In church music circles, I believe it a truthful statement to say that most Episcopal parishes do not have active handbell choirs.
In Episcopal circles, it seems that Episcopal musicians fall on one side of the handbell fence or the other, with not much middle ground. If the Anglican way is the via media (“middle way”), then falling on either side of the fence is not the truest Anglican virtue, is it?
Among my Episcopal music director colleagues, I hear all manner of opinions on handbell ringing. “We use handbells only liturgically, as Psalm accompaniments or anthem obbligatos,” or the like.
As an Episcopal parish musician, I admit that including a handbell choir in the liturgy takes some finesse. For example, part of handbell ringing is most certainly visual, but setting up our handbell tables across the front of the nave does not work, as this is precisely where our Communion standing stations are each Sunday morning.
We, therefore, have made it work by setting up our handbells in the chapel aisle, around the corner from the nave lectern. Truth be told, the sound in that aisle is phenomenal, everyone approaching the altar rail can see us, and many parents with children make a point to come to Communion on the lectern side when we play so their children can pause and watch.
I also admit that I choose handbell literature very carefully. While we gave a handbell concert some years ago, upon which I included some secular, fun handbell arrangements, I do not always choose every “Suite from The Lion King” or the like. Our handbell pieces are specifically composed for handbell choirs, or are arrangements of hymns from The Hymnal 1982, or are transcriptions of other classical pieces.
Handbell-ringing is a compliment to any parish music ministry, as it provides a group for non-singer musicians. There are many high school or college trombonists out there who want to participate in a church choir, and the handbell choir is a perfect opportunity.
And handbell-ringing can be just about the most fun choir of all. It is the supreme group effort, as each member must be in place for rehearsals each week or provide a substitute ringer. And handbell choir members would rather be at rehearsal anyway, as missing one rehearsal means you miss the progress of learning your part. Moreover, even the best sub will not ring a position as well as the regular member, with whom the entire ensemble is comfortable.

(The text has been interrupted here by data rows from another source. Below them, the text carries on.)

//! Placeholder parsing for environment values.
//!
//! Environment values may embed `{resource.property}` placeholders. A value
//! is split into literal text and placeholders so the synthesizer can render
//! each part and the topology can check every target exists.

use serde::Serialize;

/// A parsed piece of an environment value.
#[derive(Clone, Debug, Eq, PartialEq)]
pub enum Segment<'a> {
    /// Verbatim text.
    Literal(&'a str),
    /// A `{target.property}` placeholder.
    Placeholder {
        /// Name of the referenced resource.
        target: &'a str,
        /// Property path on the referenced resource, for example
        /// `connectionString` or `bindings.http.url`.
        property: &'a str,
    },
}

/// A resolved dependency edge declared by an environment entry.
#[derive(Clone, Debug, Eq, Ord, PartialEq, PartialOrd, Serialize)]
pub struct Reference {
    /// Resource declaring the environment entry.
    pub from: String,
    /// Environment key carrying the placeholder.
    pub key: String,
    /// Referenced resource.
    pub target: String,
    /// Referenced property.
    pub property: String,
}

/// Splits a value into literal and placeholder segments.
///
/// # Errors
///
/// Returns a diagnostic message when a brace is left open or a placeholder
/// lacks a `target.property` shape.
pub fn parse_segments(value: &str) -> Result<Vec<Segment<'_>>, String> {
    let mut segments = Vec::new();
    let mut rest = value;

    while let Some(open) = rest.find('{') {
        let (literal, tail) = rest.split_at(open);
        if !literal.is_empty() {
            segments.push(Segment::Literal(literal));
        }
        let body = tail.get(1..).unwrap_or_default();
        let Some(close) = body.find('}') else {
            return Err(format!("unterminated placeholder in {value:?}"));
        };
        let (inner, after) = body.split_at(close);
        segments.push(parse_placeholder(inner)?);
        rest = after.get(1..).unwrap_or_default();
    }

    if !rest.is_empty() {
        segments.push(Segment::Literal(rest));
    }
    Ok(segments)
}

fn parse_placeholder(inner: &str) -> Result<Segment<'_>, String> {
    let Some((target, property)) = inner.split_once('.') else {
        return Err(format!("placeholder {{{inner}}} must be shaped as {{resource.property}}"));
    };
    if target.trim().is_empty() || property.trim().is_empty() {
        return Err(format!("placeholder {{{inner}}} has an empty resource or property"));
    }
    if target.contains('{') {
        return Err(format!("nested placeholder in {{{inner}}}"));
    }
    Ok(Segment::Placeholder {
        target: target.trim(),
        property: property.trim(),
    })
}
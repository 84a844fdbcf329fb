//! BDD scenarios for exposure decisions.

use rstest_bdd_macros::scenario;

use super::test_helpers::{ExposureContext, exposure_context};

#[scenario(
    path = "tests/features/exposure.feature",
    name = "Remember the first selection"
)]
fn scenario_remember_selection(exposure_context: ExposureContext) {
    let _ = exposure_context;
}

#[scenario(
    path = "tests/features/exposure.feature",
    name = "Ask only about services a stale decision left open"
)]
fn scenario_repair_stale_decision(exposure_context: ExposureContext) {
    let _ = exposure_context;
}

#[scenario(
    path = "tests/features/exposure.feature",
    name = "Fail without saving when nobody answers"
)]
fn scenario_fail_without_answer(exposure_context: ExposureContext) {
    let _ = exposure_context;
}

“If you’re not there, your bells don’t ring.” (Just one of the long litany of handbell sayings.)
The Holy Communion Ringers has been a choir since 2006, and we have made significant progress during the years. Through memorial gifts, our set of handbells has grown, as well as our handbell music library. We attend the local Memphis handbell festival each March and are told that we are one of the most prepared choirs.
Years ago, I remember rehearsals when we would make it through three pages of an eight-page piece, and I would exclaim and affirm, “That was wonderful. Now we’ll push on to the next three pages next week.” These days, we begin rehearsing our March festival pieces after Christmas (not in September) and can read through all five pieces (even the token selected “challenge” piece) in one rehearsal.
Not bad for an Episcopal parish handbell choir.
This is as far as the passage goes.